Extraordinary circumstances warranting equitable tolling have been found only in a limited range of situations involving factors beyond the control of the petitioner. See Doe v. Menefee, 391 F.3d 147, 159-60 (2d Cir. 2004); Smaldone v. Senkowski, 273 F.3d 133, 138 (2d Cir. 2001); see also Baldayaque v. United States, 338 F.3d 145, 152 (2d Cir. 2003) (finding extraordinary circumstances meriting equitable tolling where attorney conduct went beyond mere error so as to be outrageous and incompetent); Valverde v. Stinson, 224 F.3d 129, 133-34 (2d Cir. 2000) (noting that extraordinary circumstances exist when prison officials intentionally prevent the petitioner from timely filing a petition).

The petitioner puts forth three explanations for the late filing of his petition, none of which constitute the extraordinary circumstances required for equitable tolling. The petitioner first contends that he could not have anticipated the enactment of AEDPA and the time limitations it imposed on habeas corpus petitions. However, because the petitioner has already benefited from the one-year grace period granted by Ross, this cannot constitute an extraordinary circumstance for the purposes of equitable tolling. Ross, 150 F.3d at 102-3; see also Smaldone, 273 F.3d at 138 (attorney's mistaken understanding of AEDPA time limitations was insufficient to create the extraordinary circumstances required for equitable tolling).

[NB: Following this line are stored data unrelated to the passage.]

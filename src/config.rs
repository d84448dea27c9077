//! Engine configuration loaded from TOML.
//!
//! Every field is optional in the file; omitted values fall back to the
//! defaults below. Two environment variables override the file so that
//! deployments can relocate the cache or cap concurrency without editing it:
//! `HOIST_CACHE_DIR` and `HOIST_WORKERS`.

use crate::cache::default_cache_dir;
use crate::download::{DEFAULT_USER_AGENT, HttpSettings};
use crate::pool::available_workers;
use crate::relocation::{CommandRelocator, Relocator, UnconfiguredRelocator};
use crate::repository::{Repository, RepositorySet};
use camino::{Utf8Path, Utf8PathBuf};
use serde::Deserialize;
use std::sync::Arc;
use std::time::Duration;

/// Environment variable overriding [`EngineConfig::cache_dir`].
pub const CACHE_DIR_ENV: &str = "HOIST_CACHE_DIR";

/// Environment variable overriding [`EngineConfig::workers`].
pub const WORKERS_ENV: &str = "HOIST_WORKERS";

/// Cache root used when no per-user data directory can be determined.
const FALLBACK_CACHE_DIR: &str = "hoist/libs";

/// Errors raised while loading configuration.
#[derive(Debug, thiserror::Error)]
pub enum ConfigError {
    /// The configuration file could not be read.
    #[error("failed to read configuration {path}: {source}")]
    Read {
        /// The file that was requested.
        path: Utf8PathBuf,
        /// The underlying I/O error.
        #[source]
        source: std::io::Error,
    },

    /// The configuration is not valid TOML or has unexpected fields.
    #[error("invalid configuration in {origin}: {source}")]
    Parse {
        /// Where the text came from.
        origin: String,
        /// The parser's diagnostic.
        #[source]
        source: Box<toml::de::Error>,
    },

    /// An environment override holds a value that cannot be used.
    #[error("{var} has invalid value {value:?}")]
    InvalidOverride {
        /// The variable name.
        var: &'static str,
        /// The rejected value.
        value: String,
    },
}

/// Top-level engine settings.
#[derive(Clone, Debug, Deserialize, Eq, PartialEq)]
#[serde(default, deny_unknown_fields)]
pub struct EngineConfig {
    /// Disk cache root. Defaults to the per-user data directory.
    pub cache_dir: Option<Utf8PathBuf>,
    /// `User-Agent` header for downloads.
    pub user_agent: String,
    /// Connect timeout per attempt, in seconds.
    pub connect_timeout_secs: u64,
    /// Read timeout per attempt, in seconds.
    pub read_timeout_secs: u64,
    /// Worker threads. Defaults to the available hardware parallelism.
    pub workers: Option<usize>,
    /// Repositories to consult. Empty means the built-in list.
    pub repositories: Vec<RepositoryConfig>,
    /// Registry features to load.
    pub features: Vec<String>,
    /// External rewrite command for relocated artifacts.
    pub relocator: Option<RelocatorConfig>,
}

impl Default for EngineConfig {
    fn default() -> Self {
        Self {
            cache_dir: None,
            user_agent: DEFAULT_USER_AGENT.to_owned(),
            connect_timeout_secs: 5,
            read_timeout_secs: 10,
            workers: None,
            repositories: Vec::new(),
            features: Vec::new(),
            relocator: None,
        }
    }
}

/// One `[[repositories]]` table.
#[derive(Clone, Debug, Deserialize, Eq, PartialEq)]
#[serde(deny_unknown_fields)]
pub struct RepositoryConfig {
    /// Diagnostic name.
    pub name: String,
    /// Base URL for release coordinates.
    pub url: String,
    /// Higher priorities are consulted first.
    #[serde(default)]
    pub priority: i32,
    /// Base URL of a snapshot search service.
    #[serde(default)]
    pub snapshot_search: Option<String>,
    /// Hosted repository searched for snapshots; defaults to `name`.
    #[serde(default)]
    pub snapshot_repository: Option<String>,
}

impl RepositoryConfig {
    /// Convert into a [`Repository`].
    #[must_use]
    pub fn to_repository(&self) -> Repository {
        let repository = Repository::new(&self.name, &self.url, self.priority);
        match &self.snapshot_search {
            Some(base) => repository.with_snapshot_search(
                base,
                self.snapshot_repository.as_deref().unwrap_or(&self.name),
            ),
            None => repository,
        }
    }
}

/// The `[relocator]` table.
#[derive(Clone, Debug, Deserialize, Eq, PartialEq)]
#[serde(deny_unknown_fields)]
pub struct RelocatorConfig {
    /// Program to run.
    pub program: String,
    /// Arguments placed before the input and output paths.
    #[serde(default)]
    pub args: Vec<String>,
}

impl EngineConfig {
    /// Read and parse a configuration file.
    ///
    /// # Errors
    ///
    /// Returns [`ConfigError::Read`] or [`ConfigError::Parse`].
    pub fn load(path: &Utf8Path) -> Result<Self, ConfigError> {
        let text = std::fs::read_to_string(path).map_err(|source| ConfigError::Read {
            path: path.to_owned(),
            source,
        })?;
        Self::parse(&text, path.as_str())
    }

    /// Parse configuration from TOML text.
    ///
    /// # Errors
    ///
    /// Returns [`ConfigError::Parse`] for malformed input.
    ///
    /// # Examples
    ///
    /// ```
    /// use hoist::config::EngineConfig;
    ///
    /// let config = EngineConfig::from_toml_str("workers = 2\n").unwrap();
    /// assert_eq!(config.workers(), 2);
    /// assert_eq!(config.user_agent, "hoist");
    /// ```
    pub fn from_toml_str(text: &str) -> Result<Self, ConfigError> {
        Self::parse(text, "<inline>")
    }

    fn parse(text: &str, origin: &str) -> Result<Self, ConfigError> {
        toml::from_str(text).map_err(|source| ConfigError::Parse {
            origin: origin.to_owned(),
            source: Box::new(source),
        })
    }

    /// Apply `HOIST_CACHE_DIR` and `HOIST_WORKERS` from the process environment.
    ///
    /// # Errors
    ///
    /// Returns [`ConfigError::InvalidOverride`] for an unusable value.
    pub fn with_env_overrides(self) -> Result<Self, ConfigError> {
        self.with_overrides_from(|var| std::env::var(var).ok())
    }

    /// Apply overrides using the supplied variable lookup.
    ///
    /// # Errors
    ///
    /// Returns [`ConfigError::InvalidOverride`] for an unusable value.
    pub fn with_overrides_from<F>(mut self, lookup: F) -> Result<Self, ConfigError>
    where
        F: Fn(&str) -> Option<String>,
    {
        if let Some(dir) = lookup(CACHE_DIR_ENV).filter(|v| !v.trim().is_empty()) {
            self.cache_dir = Some(Utf8PathBuf::from(dir));
        }
        if let Some(raw) = lookup(WORKERS_ENV) {
            let workers = raw
                .trim()
                .parse::<usize>()
                .ok()
                .filter(|n| *n > 0)
                .ok_or(ConfigError::InvalidOverride {
                    var: WORKERS_ENV,
                    value: raw,
                })?;
            self.workers = Some(workers);
        }
        Ok(self)
    }

    /// Effective cache root.
    #[must_use]
    pub fn cache_dir(&self) -> Utf8PathBuf {
        self.cache_dir
            .clone()
            .or_else(default_cache_dir)
            .unwrap_or_else(|| Utf8PathBuf::from(FALLBACK_CACHE_DIR))
    }

    /// Effective worker count.
    #[must_use]
    pub fn workers(&self) -> usize {
        self.workers.unwrap_or_else(available_workers)
    }

    /// Network settings for the HTTP fetcher.
    #[must_use]
    pub fn http_settings(&self) -> HttpSettings {
        HttpSettings {
            user_agent: self.user_agent.clone(),
            connect_timeout: Duration::from_secs(self.connect_timeout_secs),
            read_timeout: Duration::from_secs(self.read_timeout_secs),
        }
    }

    /// Configured repositories, or the built-in list when none are given.
    #[must_use]
    pub fn repository_set(&self) -> RepositorySet {
        if self.repositories.is_empty() {
            return RepositorySet::provided();
        }
        self.repositories
            .iter()
            .map(RepositoryConfig::to_repository)
            .collect()
    }

    /// The configured rewriter, or one that rejects every relocation.
    #[must_use]
    pub fn relocator(&self) -> Arc<dyn Relocator> {
        match &self.relocator {
            Some(cfg) => Arc::new(CommandRelocator::new(&cfg.program, cfg.args.clone())),
            None => Arc::new(UnconfiguredRelocator),
        }
    }
}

The petitioner also asserts that his petition was not filed in a timely manner because "law clerks" led him to believe that any federal claim would be moot when he was placed on work release pursuant to his Bronx County conviction. The identity of the law clerks or the capacity in which they advised the petitioner is unclear. However, reliance on erroneous advice from a prison law clerk, or even an attorney, does not create the extraordinary circumstances required for equitable tolling.Smaldone, 273 F.3d at 138 (noting that the Court of Appeals has found attorney error inadequate to create the extraordinary circumstances needed for equitable tolling); Urena v. Brown, No. 06 Civ. 3163, 2007 WL 3284646, at *2 (S.D.N.Y. Nov. 5, 2007) (equitable tolling not warranted where the petitioner's explanation for delay was erroneous advice from an inmate legal library clerk); Gonzalez-Ramos v. United States, No. 05 Civ. 3974, 2007 WL 1288634, at *10 (S.D.N.Y. May 2, 2007) (equitable tolling not warranted where the petitioner alleged that prison law clerks failed to inform him of the timeliness requirements for filing).

More generally, a pro se petitioner's ignorance of the law has been held insufficient to create the extraordinary circumstances required for equitable tolling of AEDPA. See, e.g., Williams v. Breslin, No. 03 Civ. 1848, 2004 WL 2368011, at *6 (S.D.N.Y. Oct. 20, 2004) (finding that a lack of legal knowledge cannot excuse delay in filing a post-conviction petition); Wilson v. Bennett, 188 F. Supp. 2d 347, 354 (S.D.N.Y. 2002) (stating that ignorance of the law has been rejected by courts as an extraordinary circumstance for the purposes of equitable tolling of AEDPA).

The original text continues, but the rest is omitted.